The number of people who go to accident and emergency (A&E) departments for psychiatric problems has risen by nearly half since 2011-12, research has revealed.
Between 2011-12 and 2015-16, the number of people who attended A&E departments with psychiatric problems increased to 165,000, according to data compiled by the BBC and NHS Digital.
In addition, in that time the number of under-18s who went to A&E with psychiatric problems nearly doubled to 22,000.
While these patients still only account for just over 1% of the total A&E attendances, it is likely that the true number of people presenting with mental health problems is larger – as these figures only included cases where a mental health problem was the primary diagnosis.

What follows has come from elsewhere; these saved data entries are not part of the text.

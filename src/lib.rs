//! Turns model scores into evaluated top-k recommendations: seen-item
//! suppression, sentinel-padded top-k extraction, chunked reconstruction of
//! tensor factorization scores, a recommendation cache and the alignment of
//! recommendations with holdout items.

pub mod cache;
pub mod config;
pub mod data;
pub mod error;
pub mod evaluation;
pub mod models;
pub mod recommender;
pub mod seen;
pub mod surface;
pub mod tensor;
pub mod topk;
pub mod types;

mod index_builder;
mod row_accumulator;

#[cfg(feature = "python")]
mod python;

pub use cache::{CacheState, RecommendationCache};
pub use config::RecommenderConfig;
pub use data::{FeedbackIndex, Interactions, RecommenderData, SparseTensor};
pub use error::{RecError, Result};
pub use evaluation::{align_predictions, AlignedPredictions, Evaluation, Truncation};
pub use recommender::Recommender;
pub use seen::{suppress_seen_items, SeenIndex};
pub use surface::ScoreSurface;
pub use tensor::{reconstruct_scores, Flattener, Reduction};
pub use topk::extract_topk;
pub use types::{ScoredItem, TopKMatrix, SENTINEL};
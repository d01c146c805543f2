use ndarray::{Array2, Array3};
use tracing_subscriber::EnvFilter;

use recscore::models::{CoffeeModel, CooccurrenceModel, FactorSet, NonPersonalized, PopularityKind, ScoreModel};
use recscore::{Flattener, Interactions, Recommender, RecommenderConfig, RecommenderData, Reduction, SparseTensor};

fn main() -> recscore::Result<()> {
    tracing_subscriber::fmt()
        .with_env_filter(EnvFilter::try_from_default_env().unwrap_or_else(|_| EnvFilter::new("info")))
        .init();

    let config = RecommenderConfig { topk: 2, ..Default::default() };

    run(NonPersonalized::new(PopularityKind::MostPopular), &config)?;
    run(CooccurrenceModel::new(), &config)?;

    let mut coffee = Recommender::with_config(demo_data()?, CoffeeModel::new(truncated_factors, [2, 2, 2]), &config)?;
    print_recommendations(&mut coffee)?;

    coffee.set_flattener(Flattener::SubsetAggregate(vec![2, 3], Reduction::Max));
    println!("\n\nOnly high ratings:");
    print_recommendations(&mut coffee)?;

    let evaluation = coffee.evaluate(Some(1))?;
    let hits = evaluation.matches.iter().filter(|&&hit| hit).count();
    println!("\n{} hits among the top-1 recommendations", hits);

    Ok(())
}

fn run<M: ScoreModel>(model: M, config: &RecommenderConfig) -> recscore::Result<()> {
    let mut recommender = Recommender::with_config(demo_data()?, model, config)?;
    print_recommendations(&mut recommender)?;
    println!();
    Ok(())
}

fn print_recommendations<M: ScoreModel>(recommender: &mut Recommender<M>) -> recscore::Result<()> {
    let method = recommender.method().to_string();
    let recommendations = recommender.recommendations()?;
    for (user, row) in recommendations.outer_iter().enumerate() {
        println!("{} {:?}: {:?}", method, user, row.to_vec());
    }
    Ok(())
}

fn demo_data() -> recscore::Result<RecommenderData> {
    let training = Interactions::from_triples(&[
        (0, 0, 5.0), (0, 1, 3.0), (0, 2, 1.0), (0, 4, 5.0),
        (1, 1, 4.0), (1, 3, 5.0),
        (2, 1, 5.0), (2, 2, 3.0), (2, 4, 4.0),
        (3, 3, 1.0), (3, 0, 4.0),
    ]);
    let testset = Interactions::from_triples(&[
        (0, 0, 5.0), (0, 1, 4.0),
        (1, 3, 3.0),
        (2, 2, 1.0), (2, 4, 5.0),
    ]);
    let holdout = ndarray::array![[4], [1], [0]];
    let holdout_feedback = ndarray::array![[5.0], [4.0], [3.0]];

    RecommenderData::new(training, testset, holdout, holdout_feedback)
}

/// Leading columns of the unfolded training tensor as factors.
fn truncated_factors(tensor: &SparseTensor, mlrank: [usize; 3]) -> recscore::Result<FactorSet> {
    let [num_users, num_items, num_feedback] = tensor.shape;

    let mut items_by_feedback = Array2::<f64>::zeros((num_items, num_feedback));
    for [_, item, level] in tensor.indices.iter().copied() {
        items_by_feedback[(item, level)] += 1.0;
    }

    let item_factors = Array2::from_shape_fn((num_items, mlrank[1]), |(item, rank)| {
        items_by_feedback[(item, rank % num_feedback)]
    });
    let feedback_factors = Array2::from_shape_fn((num_feedback, mlrank[2]), |(level, rank)| {
        if level % mlrank[2] == rank { 1.0 } else { 0.0 }
    });

    Ok(FactorSet {
        user_factors: Array2::zeros((num_users, mlrank[0])),
        item_factors,
        feedback_factors,
        core: Array3::zeros((mlrank[0], mlrank[1], mlrank[2])),
    })
}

For instance, those who attended A&E after self-harming or attempting suicide may have had a different reason recorded for their attendance.
Indeed, as many as a tenth of people going to A&E departments were going because of mental ill health, according to some trusts that the BBC spoke to.
Speaking to the BBC, Dr Peter Aitken, from the Royal College of Psychiatrists, said A&E departments needed to invest in specialist psychiatric services to ensure people with mental health problems got the right support.
“Mental health presentations to A&E are unlikely to be minor as they represent an urgent crisis point in a person's life," he added.
This news comes just days after Prime Minister Theresa May set out plans to overhaul mental health care, including investing £15 million to provide and promote new models of community–based care such as crisis cafes and community clinics.
In addition, this week, documents leaked to the BBC showed that nearly 25% of patients waited longer than 4 hours for treatment in A&E last week. In addition, many faced long waits for a bed when A&E staff admitted them to hospital.